▶ _What the task requires_: State, as a single number, how many lines in the data below contain "struct".

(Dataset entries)
..............................

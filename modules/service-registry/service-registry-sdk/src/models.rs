use chrono::{DateTime, Utc};
use serde::{Deserialize, Serialize};

#[derive(Debug, Clone, Copy, Default, PartialEq, Eq, Serialize, Deserialize)]
#[serde(rename_all = "lowercase")]
pub enum InstanceStatus {
    #[default]
    Up,
    Down,
}

/// A registered, addressable copy of a service.
#[derive(Debug, Clone, PartialEq, Eq, Serialize, Deserialize)]
pub struct ServiceInstance {
    pub instance_id: String,
    pub service_name: String,
    /// Scheme, host and port, e.g. `http://127.0.0.1:8081`. No trailing slash.
    pub base_url: String,
    pub status: InstanceStatus,
    pub registered_at: DateTime<Utc>,
    pub last_heartbeat: DateTime<Utc>,
}

/// Registration request. Without `instance_id` the registry assigns one.
#[derive(Debug, Clone, PartialEq, Eq, Serialize, Deserialize)]
pub struct NewInstance {
    #[serde(default, skip_serializing_if = "Option::is_none")]
    pub instance_id: Option<String>,
    pub service_name: String,
    pub base_url: String,
}

impl NewInstance {
    #[must_use]
    pub fn new(service_name: impl Into<String>, base_url: impl Into<String>) -> Self {
        Self {
            instance_id: None,
            service_name: service_name.into(),
            base_url: base_url.into(),
        }
    }

    #[must_use]
    pub fn with_instance_id(mut self, instance_id: impl Into<String>) -> Self {
        self.instance_id = Some(instance_id.into());
        self
    }
}

#[cfg(test)]
mod tests {
    #![allow(clippy::unwrap_used, clippy::expect_used)]

    use super::*;

    #[test]
    fn new_instance_without_id_omits_field() {
        let json = serde_json::to_value(NewInstance::new("books-service", "http://h:1")).unwrap();
        assert_eq!(
            json,
            serde_json::json!({"service_name": "books-service", "base_url": "http://h:1"})
        );
    }

    #[test]
    fn status_is_lowercase() {
        assert_eq!(
            serde_json::to_string(&InstanceStatus::Down).unwrap(),
            "\"down\""
        );
    }
}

..............................

▶ _Task output_: 2